Post by Katherine Copperthwaite, MSc student
On the 21st February, 12 students from the Centre for Criminology visited HMP Spring Hill, in the village of Grendon Underwood. The visit was arranged as part of the MSc Prisons option run in the Centre for Criminology. The Centre has ties to HMP Springhill and Grendon via the Governor, Dr Jamie Bennett, who is a research associate of the Centre. Mary Bosworth also sits on their Race Equality Committee.
A Category D men’s prison, nestled in the Buckinghamshire countryside, Springhill more closely resembles an old Boarding School than the stereotypical image of a prison with grey walls and bars on the windows. Built in 1872, the history of the main building is rich, having been used as a wartime base for MI6, and later for the Special Operations Executive before becoming the first Open Prison for male prisoners in the country in 1953.
Spring Hill is not a typical prison. Housing just over 300 inmates, its population represents less than half a percent of the whole prison population. As a Category D Open Prison, it has a heavy focus on resettlement work, including providing services for education such as IT Courses, as well as involving the prisoners in work both inside and outside the prison in neighbouring towns.

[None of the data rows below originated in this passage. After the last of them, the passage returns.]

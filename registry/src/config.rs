use crate::store::{FilesystemFunctionStore, FunctionStore, NoopFunctionStore};
use serde::Deserialize;
use std::sync::Arc;

#[derive(Clone, Copy, Deserialize, Debug, Default, PartialEq, Eq)]
#[serde(rename_all = "lowercase")]
pub enum Compression {
    #[default]
    None,
    Zstd1,
    Zstd3,
}

impl Compression {
    pub fn zstd_level(&self) -> Option<i32> {
        match self {
            Compression::None => None,
            Compression::Zstd1 => Some(1),
            Compression::Zstd3 => Some(3),
        }
    }
}

/// Where cached function lists are persisted.
#[derive(Clone, Deserialize, Debug, Default, PartialEq)]
#[serde(rename_all = "lowercase")]
#[serde(tag = "type")]
pub enum FunctionStoreConfig {
    #[default]
    Noop,
    Filesystem {
        base_dir: String,
        #[serde(default)]
        compression: Compression,
    },
}

impl FunctionStoreConfig {
    pub fn build(&self) -> Arc<dyn FunctionStore> {
        match self {
            FunctionStoreConfig::Noop => Arc::new(NoopFunctionStore),
            FunctionStoreConfig::Filesystem {
                base_dir,
                compression,
            } => Arc::new(FilesystemFunctionStore::new(base_dir, *compression)),
        }
    }
}
use crate::config::ValidationError;
use registry::{StoreError, TenantKey};
use std::net::SocketAddr;
use thiserror::Error;

/// Result type alias for fake Lambda API operations
pub type Result<T, E = FakeLambdaError> = std::result::Result<T, E>;

/// Errors that can occur while running the fake Lambda API
#[derive(Error, Debug)]
pub enum FakeLambdaError {
    #[error("IO error: {0}")]
    Io(#[from] std::io::Error),

    #[error("Function store error: {0}")]
    Store(#[from] StoreError),

    #[error("Failed to read request body: {0}")]
    RequestBodyError(String),

    #[error("Response serialization error: {0}")]
    ResponseSerializationError(#[from] serde_json::Error),

    #[error("Failed to build response: {0}")]
    ResponseBuildError(#[from] http::Error),

    #[error("No functions registered for tenant {0}")]
    UnknownTenant(TenantKey),

    #[error("Server is already running on {0}")]
    AlreadyRunning(SocketAddr),

    #[error("Server task failed: {0}")]
    ServerTask(String),

    #[error("Invalid configuration: {0}")]
    InvalidConfig(#[from] ValidationError),
}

Upon arriving, the first striking thing about the institution is its security systems, or lack thereof: there were no gates, no fences, no patrolling dogs. This was made even more apparent by the stark contrast that HMP Grendon provided, situated directly next door on the same site as Spring Hill, with 15 feet high fences, topped with barbed wire enclosing it. Its presence serves as a clear reminder, if not an ominous threat, to inmates at Spring Hill as to the potential consequences of their breaking the trust which they are given.
The fear of breaking this trust, and the potentially severe consequences which would follow, clearly are ever present in the inmates’ minds, with one inmate describing the environment as being one of “walking on eggshells”. The inmates here are provided with significantly more freedom than at other prisons, which relies upon a relationship of respect existing between the officers and the prisoner. This raises interesting questions about whether it is possible for such a relationship of respect to exist under the conditions of coercion and with the dramatic power differentials intrinsic to a penal institution. As one inmate commented, his relationships with the officers in Spring Hill were worse than in any of the other higher security prisons he had been in.
When the trust is broken, it can have severe consequences not only for the inmate who violated the rules, but for the institution as a whole. Last year, Ian McLoughlin, an inmate at Spring Hill was on day release, when he stabbed and killed Graham Buck, who intervened in an altercation between McLoughlin and Buck’s neighbour, a former prisoner. This murder prompted core changes to the regimes at Spring Hill, leading to a tightening up of the freedoms allowed to the prisoners, including shortening the number of hours they are allowed out for on day release. Such a reaction is understandable when something so shocking as a murder occurs, committed by an inmate who had been deemed not to be a public risk and who had been permitted by the authorities to be in public. However, as one of the officers stated, it is frustrating that the focus is upon that one failed case, albeit with tragic consequences, rather than the tens of thousands of times when prisoners are out on day release with no incidents.
The altering of regimes created some tension with the prisoners, who felt it was unfair that they have in effect been “punished” for another’s crime. However, it is clear also that they appreciate the freedom that they are provided at Spring Hill compared with the other prisons which they had been in. For example, despite the low wage of £9.50 per week, which as one inmate commented is in effect only £8.50 per week once you have paid for access to television, the inmates we spoke with agreed that it was better to be on this low wage and in Spring Hill, than on the higher wage of around £30 per week which is available by being in a higher security prison.
It is important to remember that Spring Hill, despite the freedom, despite the lack of uniform, despite the education and employment opportunities offered, still remains a prison. The inmates have committed crimes, and Spring Hill is attempting to rehabilitate and reintegrate them into society. However, despite this ambitious goal, it is clear that the system is far from perfect. There is a high turnover of prisoners who are unable to cope with the demands and responsibilities of self-management: one officer commented that he could go away for a holiday, and when he returned he would not recognise the majority of the inmates now on the register.
Moreover, the prison is not free from self-harm, drug abuse and violence. Last year, an inmate sadly took his life, in an act which officers described as completely out of character and unforeseeable. An officer admitted that he was aware of the presence of drugs and knives onsite, but he was unable to do anything about this due to lack of resources and evidence. Furthermore reoffending does occur by those who are released from Spring Hill. This leads us to question whether the rehabilitative ideal has a place within a prison system, which by its nature, is punitive and coercive, even in a Category D, open, prison. If it does not, and yet we continue to maintain that the rehabilitative ideal has a place in preventing reoffending, should the responsibility for facilitating reformation be placed elsewhere, in a different, non-penal institution?